The Story That Blew Up Facebook.
There are no weeds on a county road!
On Thursday, August 3, the eastern Grand community came together in support of a neighbor who’d been diligently pulling weeds throughout the summer to avoid the inevitable pass of the Grand County weed killer spray truck. On the day it arrived, the driver of the truck inadvertently left the sprayer on while driving and dumped puddles of weed killer on a road frequently utilized by neighbors walking with their dogs and families. The driver of the truck apologized, but offered no immediate resolution.
A posting on social media was all it took for the community to rally! First, Grand County Road & Bridge was contacted. Employee Chris Baer assured the caller that the chemical utilized was nontoxic, with the worst effects being the blue-green residue that is easily picked up when walked on and tracked elsewhere. Without hesitation, he agreed to ‘round up’ a skid steer, bring it to the site, and, do what he could to remove the chemical from the roadway.
But, it didn’t stop there! Concerned citizens also contacted the Assistant County Manager, Ed Moyer, and, County Commissioner, Richard Cimino. Within a few hours, the county arrived with a dump truck to remove the affected dirt, ensuring the road was once again safe to travel on.
In a follow-up conversation with Amy Sidener, who oversees Grand County’s Noxious Weed Program, and, also happened to be driving the spray truck that day, she reiterated how sorry she was for leaving the sprayer on. She said that she and her department take great pride in what they do, including annual training and continuing education to maintain licensure by the State of Colorado, and, they have not had an accident like this in years.
Grand County began fighting noxious weeds in 1999, and, the program is governed by Federal law. This season, they have 2 full-time and 3 seasonal employees out spraying daily in what she referred to as a “banner year” for noxious weeds. Weather permitting, they typically start in May and end around mid-October, covering 852 lane miles of county roads and 362 lane miles of state highway. They spray approximately 400 acres of maintained roads and right of ways and survey thousands of acres each season.
Amy estimated that the county budgets approximately $120,000 per year to combat noxious weeds, with CDOT subsidizing about 60% of the cost.
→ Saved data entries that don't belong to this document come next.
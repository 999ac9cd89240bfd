use std::fmt::{self, Write as _};
use std::str::FromStr;

use chrono::format::{Item, StrftimeItems};
use chrono::{Datelike, NaiveDate, Weekday};
use serde::{Deserialize, Serialize};

use crate::error::{ConfigError, DateError};

/// Earliest year a `CalendarDate` can hold.
pub const MIN_YEAR: i32 = 1;
/// Latest year a `CalendarDate` can hold.
pub const MAX_YEAR: i32 = 9999;

pub const ISO_FORMAT: &str = "%Y-%m-%d";

/// A year/month/day value with no time-of-day or time zone component.
///
/// Ordering is by (year, month, day). Serialized as an ISO `YYYY-MM-DD` string.
/// The year always lies in `MIN_YEAR..=MAX_YEAR`; every public constructor,
/// `FromStr` and `Deserialize` reject anything else.
#[derive(Debug, Clone, Copy, PartialEq, Eq, PartialOrd, Ord, Hash, Serialize, Deserialize)]
#[serde(try_from = "NaiveDate", into = "NaiveDate")]
pub struct CalendarDate(NaiveDate);

pub(crate) fn supports_year(year: i32) -> bool {
    (MIN_YEAR..=MAX_YEAR).contains(&year)
}

impl CalendarDate {
    /// Returns `None` when the day does not exist in that month (leap years
    /// included) or the year is outside `MIN_YEAR..=MAX_YEAR`.
    pub fn from_ymd(year: i32, month: u32, day: u32) -> Option<Self> {
        NaiveDate::from_ymd_opt(year, month, day).and_then(|naive| Self::try_from(naive).ok())
    }

    /// Skips the year check. Only for anchors, which are in range, and grid
    /// padding around the first and last supported months, which spills past
    /// the range and is never selectable.
    pub(crate) fn from_naive_unchecked(naive: NaiveDate) -> Self {
        Self(naive)
    }

    pub fn is_supported(&self) -> bool {
        supports_year(self.0.year())
    }

    pub fn year(&self) -> i32 {
        self.0.year()
    }

    pub fn month(&self) -> u32 {
        self.0.month()
    }

    pub fn day(&self) -> u32 {
        self.0.day()
    }

    pub fn weekday(&self) -> Weekday {
        self.0.weekday()
    }

    pub fn succ(&self) -> Option<Self> {
        self.0.succ_opt().and_then(|next| Self::try_from(next).ok())
    }

    pub fn pred(&self) -> Option<Self> {
        self.0.pred_opt().and_then(|prev| Self::try_from(prev).ok())
    }

    pub fn as_naive(&self) -> NaiveDate {
        self.0
    }

    /// Consecutive days starting at (and including) this date, up to the
    /// last supported day.
    pub fn iter_days(&self) -> impl Iterator<Item = CalendarDate> {
        self.0
            .iter_days()
            .take_while(|day| supports_year(day.year()))
            .map(Self)
    }
}

impl TryFrom<NaiveDate> for CalendarDate {
    type Error = DateError;

    fn try_from(value: NaiveDate) -> Result<Self, Self::Error> {
        if supports_year(value.year()) {
            Ok(Self(value))
        } else {
            Err(DateError::YearOutOfRange(value.year()))
        }
    }
}

impl From<CalendarDate> for NaiveDate {
    fn from(value: CalendarDate) -> Self {
        value.0
    }
}

impl fmt::Display for CalendarDate {
    fn fmt(&self, f: &mut fmt::Formatter<'_>) -> fmt::Result {
        write!(f, "{}", self.0.format(ISO_FORMAT))
    }
}

impl FromStr for CalendarDate {
    type Err = DateError;

    fn from_str(s: &str) -> Result<Self, Self::Err> {
        let naive = NaiveDate::parse_from_str(s.trim(), ISO_FORMAT)?;
        Self::try_from(naive)
    }
}

/// A strftime pattern checked once at construction.
///
/// Display formats must round-trip: every date they format parses back to
/// the same date. Label formats only have to render.
#[derive(Debug, Clone, PartialEq, Eq)]
pub struct DateFormat {
    pattern: String,
}

impl DateFormat {
    pub fn new(pattern: &str) -> Result<Self, ConfigError> {
        let format = Self::for_labels(pattern).map_err(|_| ConfigError::DisplayFormat {
            pattern: pattern.to_string(),
            reason: "pattern cannot be rendered".to_string(),
        })?;
        for probe in probe_dates() {
            let rendered = format.try_format(probe).ok_or_else(|| ConfigError::DisplayFormat {
                pattern: pattern.to_string(),
                reason: "pattern cannot be rendered".to_string(),
            })?;
            if format.parse(&rendered) != Some(probe) {
                return Err(ConfigError::DisplayFormat {
                    pattern: pattern.to_string(),
                    reason: format!("\"{rendered}\" does not parse back to {probe}"),
                });
            }
        }
        Ok(format)
    }

    pub fn for_labels(pattern: &str) -> Result<Self, ConfigError> {
        let invalid = || ConfigError::LabelFormat(pattern.to_string());
        if pattern.trim().is_empty() || StrftimeItems::new(pattern).any(|item| item == Item::Error) {
            return Err(invalid());
        }
        let format = Self {
            pattern: pattern.to_string(),
        };
        for probe in probe_dates() {
            format.try_format(probe).ok_or_else(invalid)?;
        }
        Ok(format)
    }

    pub fn iso() -> Self {
        Self {
            pattern: ISO_FORMAT.to_string(),
        }
    }

    pub fn pattern(&self) -> &str {
        &self.pattern
    }

    pub fn format(&self, date: CalendarDate) -> String {
        self.try_format(date).unwrap_or_else(|| date.to_string())
    }

    /// Parses trimmed text; `None` when it does not match the pattern, names
    /// a day that does not exist or falls outside the supported years.
    ///
    /// The text must be exactly what `format` would render (ASCII case aside),
    /// so a year still being typed ("03/15/20") is not read as year 20.
    pub fn parse(&self, text: &str) -> Option<CalendarDate> {
        let text = text.trim();
        let naive = NaiveDate::parse_from_str(text, &self.pattern).ok()?;
        let date = CalendarDate::try_from(naive).ok()?;
        let canonical = self.try_format(date)?;
        canonical.eq_ignore_ascii_case(text).then_some(date)
    }

    /// A rendered sample used in parse error messages.
    pub fn example(&self) -> String {
        match CalendarDate::from_ymd(2024, 12, 31) {
            Some(sample) => self.format(sample),
            None => self.pattern.clone(),
        }
    }

    fn try_format(&self, date: CalendarDate) -> Option<String> {
        let mut out = String::new();
        write!(
            out,
            "{}",
            date.0.format_with_items(StrftimeItems::new(&self.pattern))
        )
        .ok()?;
        Some(out)
    }
}

impl Default for DateFormat {
    fn default() -> Self {
        Self::iso()
    }
}

fn probe_dates() -> impl Iterator<Item = CalendarDate> {
    [(2024, 2, 29), (1999, 12, 31), (2031, 7, 4), (987, 1, 5)]
        .into_iter()
        .filter_map(|(y, m, d)| CalendarDate::from_ymd(y, m, d))
}

#[cfg(test)]
mod tests {
    use super::*;

    fn date(y: i32, m: u32, d: u32) -> CalendarDate {
        CalendarDate::from_ymd(y, m, d).unwrap()
    }

    #[test]
    fn from_ymd_rejects_missing_days() {
        assert!(CalendarDate::from_ymd(2024, 2, 29).is_some());
        assert!(CalendarDate::from_ymd(2023, 2, 29).is_none());
        assert!(CalendarDate::from_ymd(2024, 4, 31).is_none());
        assert!(CalendarDate::from_ymd(2024, 13, 1).is_none());
    }

    #[test]
    fn year_is_limited_to_supported_range() {
        assert!(CalendarDate::from_ymd(0, 5, 5).is_none());
        assert!(CalendarDate::from_ymd(-44, 3, 15).is_none());
        assert!(CalendarDate::from_ymd(MAX_YEAR + 1, 1, 1).is_none());
        assert!(CalendarDate::from_ymd(MIN_YEAR, 1, 1).is_some());
        assert!(CalendarDate::from_ymd(MAX_YEAR, 12, 31).is_some());

        let naive = NaiveDate::from_ymd_opt(12345, 6, 7).unwrap();
        assert_eq!(
            CalendarDate::try_from(naive),
            Err(DateError::YearOutOfRange(12345))
        );
    }

    #[test]
    fn stepping_stops_at_the_edges_of_the_range() {
        assert_eq!(date(MAX_YEAR, 12, 31).succ(), None);
        assert_eq!(date(MIN_YEAR, 1, 1).pred(), None);
        assert_eq!(date(MAX_YEAR, 12, 30).iter_days().count(), 2);
    }

    #[test]
    fn ordering_is_by_year_month_day() {
        assert!(date(2023, 12, 31) < date(2024, 1, 1));
        assert!(date(2024, 1, 31) < date(2024, 2, 1));
        assert!(date(2024, 2, 1) < date(2024, 2, 2));
        assert_eq!(date(2024, 2, 2), date(2024, 2, 2));
    }

    #[test]
    fn display_and_from_str_use_iso() {
        let value = date(2024, 3, 5);
        assert_eq!(value.to_string(), "2024-03-05");
        assert_eq!(" 2024-03-05 ".parse::<CalendarDate>().unwrap(), value);
        assert!("2024-02-30".parse::<CalendarDate>().is_err());
        assert_eq!(
            "0000-05-05".parse::<CalendarDate>(),
            Err(DateError::YearOutOfRange(0))
        );
        assert!("+12345-06-07".parse::<CalendarDate>().is_err());
    }

    #[test]
    fn serializes_as_iso_string() {
        let json = serde_json::to_string(&date(2024, 5, 10)).unwrap();
        assert_eq!(json, "\"2024-05-10\"");
        let back: CalendarDate = serde_json::from_str(&json).unwrap();
        assert_eq!(back, date(2024, 5, 10));
    }

    #[test]
    fn deserialize_rejects_unsupported_years() {
        assert!(serde_json::from_str::<CalendarDate>("\"0000-05-05\"").is_err());
        assert!(serde_json::from_str::<CalendarDate>("\"+12345-06-07\"").is_err());
        assert!(serde_json::from_str::<CalendarDate>("\"9999-12-31\"").is_ok());
    }

    #[test]
    fn display_format_accepts_round_trip_patterns() {
        assert!(DateFormat::new("%Y-%m-%d").is_ok());
        assert!(DateFormat::new("%m/%d/%Y").is_ok());
        assert!(DateFormat::new("%B %d, %Y").is_ok());
    }

    #[test]
    fn display_format_rejects_lossy_or_broken_patterns() {
        assert!(matches!(
            DateFormat::new("%B %Y"),
            Err(ConfigError::DisplayFormat { .. })
        ));
        assert!(DateFormat::new("%Q").is_err());
        assert!(DateFormat::new("%H:%M").is_err());
        assert!(DateFormat::new("").is_err());
    }

    #[test]
    fn label_format_only_needs_to_render() {
        let label = DateFormat::for_labels("%B %Y").unwrap();
        assert_eq!(label.format(date(2024, 3, 1)), "March 2024");
        assert!(DateFormat::for_labels("%H").is_err());
    }

    #[test]
    fn parse_trims_and_checks_pattern() {
        let format = DateFormat::new("%m/%d/%Y").unwrap();
        assert_eq!(format.parse(" 03/15/2024 "), Some(date(2024, 3, 15)));
        assert_eq!(format.parse("2024-03-15"), None);
        assert_eq!(format.parse("12/"), None);
        assert_eq!(format.parse("02/30/2024"), None);
    }

    #[test]
    fn parse_rejects_years_outside_the_range() {
        let iso = DateFormat::iso();
        assert_eq!(iso.parse("+12345-06-07"), None);
        assert_eq!(iso.parse("0000-05-05"), None);
        assert_eq!(iso.parse("9999-12-31"), Some(date(MAX_YEAR, 12, 31)));
    }

    #[test]
    fn parse_rejects_partial_and_unpadded_input() {
        let format = DateFormat::new("%m/%d/%Y").unwrap();
        assert_eq!(format.parse("03/15/2"), None);
        assert_eq!(format.parse("03/15/202"), None);
        assert_eq!(format.parse("3/15/2024"), None);

        let long = DateFormat::new("%B %d, %Y").unwrap();
        assert_eq!(long.parse("march 15, 2024"), Some(date(2024, 3, 15)));
    }

    #[test]
    fn example_renders_sample_date() {
        assert_eq!(DateFormat::iso().example(), "2024-12-31");
        assert_eq!(DateFormat::new("%d.%m.%Y").unwrap().example(), "31.12.2024");
    }
}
Noxious weeds are aggressive plants that are not native to our area. Most have come from Europe or Asia, either accidentally, or, as ornamentals that have escaped, and, some have also been left, innocently enough, by visitors to the area. These plants have an advantage, because the insects, diseases, and animals that would normally control them are not found here. These plants have developed specialized mechanisms to survive, and, they are able to spread at an alarming rate. Their presense poses a threat to wildlife and their habitats by pushing in to native areas and pushing out the native plants. In some states, like North Dakota, Idaho and Montana, there are areas so severely impacted by noxious weeds that those on horseback must pack along their own feed to prevent further spread of the invasive species.
Because of these factors, they have been declared by state, local, and federal governments to be undesirable, and their control, containment, and eradication are required by law.
Amy and her the team “spot spray” the weeds, as opposed to “broadcast” spraying, and, depending upon the weeds they are combatting on a given day, they utilize a mixture of Milestone and Chlorsulfuron 75 herbicides. State Law requires that they record their daily mixture concentrations, the start and finish amounts in the tank, the locations of where they’ve sprayed and even the outside temperature. The products the county utilizes “are responsible and don’t stick around long”. The chemicals used are not “persistent”, and they break down rapidly, which is why they need to spray annually.
Amy also stated that “all products used are approved for use as a weed killer, and, they are not harmful to native plants, wildlife or humans. There are no grazing restrictions for either of the products.” She also said that, “while we’d prefer not to have to spray as much, as long as homeowners continue to allow the weeds to grow, we’ll have to continue spraying in residential areas. Handpulling weeds is not an option.”
While there is always concern with the impact various weed killing chemicals have on our local produce, waterways and treasured bee population, residents are encouraged to remove weeds from the roadside of their property, thus eliminating the need to spray. Prevention goes a long way in reducing the need, especially in residential areas.